Setelah dari desa Parigi aku melanjutkan perjalanan menuju desa Cikesik, yang merupakan wilayah Badui Dalam terdekat yang bisa kita lalui dengan berjalan kaki, wah…. Akhirnya aku mencapai Badui…..” kataku dalam hati “.
Cuaca sangat panas saat kami menuju Desa Cikesik, maklum sedang musim kemarau saat ini, terlihat ladang2 yang tadinya hijau, sekarang menggundul karena tanah tidak dapat ditanami akibat musim kemarau yang berkepanjangan.
Selama perjalan menuju Desa Cikesik, kami banyak menemui orang2 Badui dengan ciri2 fisik yang sangat khas, seperti berpakaian hitam, memakai sarung pendek berwarna hitam garis putih dan bertutup kepala putih dan tentu saja bertelanjang kaki.
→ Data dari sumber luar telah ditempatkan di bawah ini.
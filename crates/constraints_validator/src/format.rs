//! Regex-based format validators.
//!
//! This module handles:
//! - Mobile: 11-digit mobile numbers, lenient or carrier-prefix strict
//! - Pattern: full match against a caller-supplied regex

use crate::ConstraintValidator;
use constraints_core::{ConfigError, ConfigResult, FieldType, Value};
use regex::Regex;
use std::sync::LazyLock;

/// Strict mobile numbers: a known carrier prefix followed by 8 digits.
///
/// Prefixes: 130-139, 145, 147, 150-153, 155-159, 166, 170, 173, 175-178,
/// 180-189, 198, 199.
pub const STRICT_MOBILE_PATTERN: &str =
    r"^(?:13[0-9]|14[57]|15[0-35-9]|17[035-8]|18[0-9]|166|198|199)[0-9]{8}$";

/// Lenient mobile numbers: `1` followed by 10 digits.
pub const LENIENT_MOBILE_PATTERN: &str = r"^1[0-9]{10}$";

static STRICT_MOBILE: LazyLock<Regex> =
    LazyLock::new(|| Regex::new(STRICT_MOBILE_PATTERN).expect("strict mobile pattern compiles"));

static LENIENT_MOBILE: LazyLock<Regex> = LazyLock::new(|| {
    Regex::new(LENIENT_MOBILE_PATTERN).expect("lenient mobile pattern compiles")
});

/// Returns true if `value` is a mobile number under the selected mode.
pub fn is_mobile(value: &str, strict: bool) -> bool {
    if strict {
        STRICT_MOBILE.is_match(value)
    } else {
        LENIENT_MOBILE.is_match(value)
    }
}

fn string_or_mismatch<'a>(
    value: &'a Value,
    field: &str,
    constraint: &str,
) -> ConfigResult<Option<&'a str>> {
    match value {
        Value::Null => Ok(None),
        Value::String(s) => Ok(Some(s)),
        other => Err(ConfigError::type_mismatch(
            field,
            constraint,
            "string",
            other.type_name(),
        )),
    }
}

/// Validator for mobile-number constraints.
#[derive(Debug, Clone, Copy)]
pub struct MobileValidator {
    strict: bool,
}

impl MobileValidator {
    /// Creates a mobile validator.
    pub fn new(strict: bool) -> Self {
        Self { strict }
    }

    /// Whether the strict carrier-prefix pattern is used.
    pub fn is_strict(&self) -> bool {
        self.strict
    }
}

impl ConstraintValidator for MobileValidator {
    fn is_valid(&self, value: &Value, field: &str) -> ConfigResult<bool> {
        Ok(string_or_mismatch(value, field, "mobile")?.is_none_or(|s| is_mobile(s, self.strict)))
    }

    fn accepts(&self, field_type: &FieldType) -> bool {
        *field_type == FieldType::String
    }

    fn expected_type(&self) -> String {
        "string".to_string()
    }
}

/// Validator for pattern constraints. The whole value must match.
#[derive(Debug, Clone)]
pub struct PatternValidator {
    regex: Regex,
}

impl PatternValidator {
    /// Compiles `pattern`, anchored at both ends.
    ///
    /// Returns [`ConfigError::InvalidPattern`] if it does not compile.
    pub fn new(pattern: &str, field: &str) -> ConfigResult<Self> {
        let regex = Regex::new(&format!("^(?:{})$", pattern)).map_err(|e| {
            ConfigError::InvalidPattern {
                field: field.to_string(),
                error: e.to_string(),
            }
        })?;
        Ok(Self { regex })
    }
}

impl ConstraintValidator for PatternValidator {
    fn is_valid(&self, value: &Value, field: &str) -> ConfigResult<bool> {
        Ok(string_or_mismatch(value, field, "pattern")?.is_none_or(|s| self.regex.is_match(s)))
    }

    fn accepts(&self, field_type: &FieldType) -> bool {
        *field_type == FieldType::String
    }

    fn expected_type(&self) -> String {
        "string".to_string()
    }
}
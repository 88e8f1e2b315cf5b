//! Resolution of a parsed document into schemas.

use crate::{ConstraintDecl, Document, EnumDecl, FieldDecl, ParserError, Result, SchemaDecl};
use constraints_core::{
    ConfigError, ConfigResult, ConstraintDescriptor, ConstraintKind, EnumType, EnumVariant,
    FieldSpec, FieldType, Group, Schema, ValidatorConfig,
};
use constraints_validator::{CompiledSchema, ValidationEngine};
use std::collections::HashMap;
use std::sync::Arc;
use tracing::debug;

/// Enum types, schemas and settings loaded from one document.
///
/// # Example
///
/// ```rust
/// use constraints_core::Record;
/// use constraints_parser::parse_yaml;
///
/// let catalog = parse_yaml(r#"
/// schemas:
///   - name: Contact
///     fields:
///       - name: mobile
///         constraints:
///           - type: mobile
///             strict: false
/// "#).unwrap();
///
/// let engine = catalog.engine();
/// let contact = catalog.compile(&engine, "Contact").unwrap();
/// let report = engine
///     .validate_with(&contact, &Record::new().with("mobile", "10000000000"), &[])
///     .unwrap();
/// assert!(report.is_valid());
/// ```
#[derive(Debug, Clone, Default)]
pub struct Catalog {
    config: ValidatorConfig,
    enums: HashMap<String, Arc<EnumType>>,
    schemas: Vec<Arc<Schema>>,
}

impl Catalog {
    /// Resolves every reference in `document`.
    ///
    /// Enum constraints must name a type under `enums`; nested `valid`
    /// constraints must name a schema declared earlier in the document.
    pub fn from_document(document: Document) -> Result<Self> {
        let enums: HashMap<String, Arc<EnumType>> = document
            .enums
            .into_iter()
            .map(|decl| (decl.name.clone(), Arc::new(enum_type(decl))))
            .collect();

        let mut schemas: Vec<Arc<Schema>> = Vec::with_capacity(document.schemas.len());
        for decl in document.schemas {
            let schema = resolve_schema(decl, &enums, &schemas)?;
            schemas.push(Arc::new(schema));
        }

        debug!(
            enums = enums.len(),
            schemas = schemas.len(),
            fail_fast = document.settings.fail_fast,
            "Loaded constraint catalog"
        );

        Ok(Self {
            config: document.settings,
            enums,
            schemas,
        })
    }

    /// The engine settings.
    pub fn config(&self) -> &ValidatorConfig {
        &self.config
    }

    /// Looks up an enum type by name.
    pub fn enum_type(&self, name: &str) -> Option<&Arc<EnumType>> {
        self.enums.get(name)
    }

    /// Looks up a schema by name.
    pub fn schema(&self, name: &str) -> Option<&Arc<Schema>> {
        self.schemas.iter().rev().find(|s| s.name == name)
    }

    /// Schemas in declaration order.
    pub fn schemas(&self) -> &[Arc<Schema>] {
        &self.schemas
    }

    /// Creates an engine configured with the document's settings.
    pub fn engine(&self) -> ValidationEngine {
        ValidationEngine::with_config(self.config.clone())
    }

    /// Compiles the named schema with `engine`.
    pub fn compile(&self, engine: &ValidationEngine, name: &str) -> ConfigResult<CompiledSchema> {
        let schema = self
            .schema(name)
            .ok_or_else(|| ConfigError::UnknownSchema(name.to_string()))?;
        engine.compile(schema)
    }
}

fn enum_type(decl: EnumDecl) -> EnumType {
    decl.variants
        .into_iter()
        .fold(EnumType::new(decl.name), |enum_type, v| {
            let mut variant = EnumVariant::new(v.name);
            if let Some(code) = v.code {
                variant = variant.with_code(code);
            }
            if let Some(value) = v.value {
                variant = variant.with_value(value);
            }
            enum_type.variant(variant)
        })
}

fn resolve_schema(
    decl: SchemaDecl,
    enums: &HashMap<String, Arc<EnumType>>,
    earlier: &[Arc<Schema>],
) -> Result<Schema> {
    let fields = decl
        .fields
        .into_iter()
        .map(|field| resolve_field(field, enums, earlier))
        .collect::<Result<Vec<_>>>()?;

    Ok(Schema {
        name: decl.name,
        fields,
    })
}

fn resolve_field(
    decl: FieldDecl,
    enums: &HashMap<String, Arc<EnumType>>,
    earlier: &[Arc<Schema>],
) -> Result<FieldSpec> {
    let field_type = decl
        .field_type
        .map(|t| t.parse::<FieldType>().map_err(ParserError::InvalidFieldType))
        .transpose()?;

    let constraints = decl
        .constraints
        .into_iter()
        .map(|c| resolve_constraint(c, enums, earlier))
        .collect::<ConfigResult<Vec<_>>>()?;

    Ok(FieldSpec {
        name: decl.name,
        field_type,
        constraints,
    })
}

fn resolve_constraint(
    decl: ConstraintDecl,
    enums: &HashMap<String, Arc<EnumType>>,
    earlier: &[Arc<Schema>],
) -> ConfigResult<ConstraintDescriptor> {
    let (descriptor, message, groups) = match decl {
        ConstraintDecl::NotNull { message, groups } => {
            (ConstraintDescriptor::not_null(), message, groups)
        }
        ConstraintDecl::NotEmpty { message, groups } => {
            (ConstraintDescriptor::not_empty(), message, groups)
        }
        ConstraintDecl::Enum {
            enum_type,
            accessor,
            whitelist,
            message,
            groups,
        } => {
            let resolved = enums
                .get(&enum_type)
                .ok_or(ConfigError::UnknownEnumType(enum_type))?;
            let mut descriptor =
                ConstraintDescriptor::one_of(Arc::clone(resolved)).whitelist(whitelist);
            if let Some(accessor) = accessor {
                descriptor = descriptor.accessor_name(accessor);
            }
            (descriptor, message, groups)
        }
        ConstraintDecl::Mobile {
            strict,
            message,
            groups,
        } => (ConstraintDescriptor::mobile().strict(strict), message, groups),
        ConstraintDecl::Pattern {
            regex,
            message,
            groups,
        } => (ConstraintDescriptor::pattern(regex), message, groups),
        ConstraintDecl::Valid { schema } => {
            let nested = earlier
                .iter()
                .rev()
                .find(|s| s.name == schema)
                .ok_or(ConfigError::UnknownSchema(schema))?;
            return Ok(ConstraintDescriptor::new(ConstraintKind::Valid {
                schema: Arc::clone(nested),
            }));
        }
        ConstraintDecl::Custom {
            name,
            params,
            message,
            groups,
        } => {
            let descriptor = params
                .into_iter()
                .fold(ConstraintDescriptor::custom(name), |d, (k, v)| d.param(k, v));
            (descriptor, message, groups)
        }
    };

    let descriptor = match message {
        Some(message) => descriptor.message(message),
        None => descriptor,
    };
    Ok(descriptor.groups(groups.into_iter().map(Group::new)))
}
Punten……..”sapa ku..”. Kang Narpah aya di imah ( rumah )???? Atawa di huma ( rumah lading ) nya??? ‘Tanya ku”.
Dia menjawab Kang Narpah ada diladangnya, lalu kami bergegas keladangnya.
Wah….. humanya berbentuk rumah panggung!!!!! Terbuat dari bilik2 bambu, dialasi tikar pandan, dinaungi rumbai daun kelapa, dihangati oleh tungku2 api untuk memasak, diramaikan oleh suara2 ayam yang berkandang dibawah rumah, dikelilingi oleh ladang, dialiri oleh sungai yang jernih, dihuni oleh orang2 yang lugu yang tidak terjamah oleh teknologi.
Serasa dirumah sahabat baik berada di huma kang Narpah.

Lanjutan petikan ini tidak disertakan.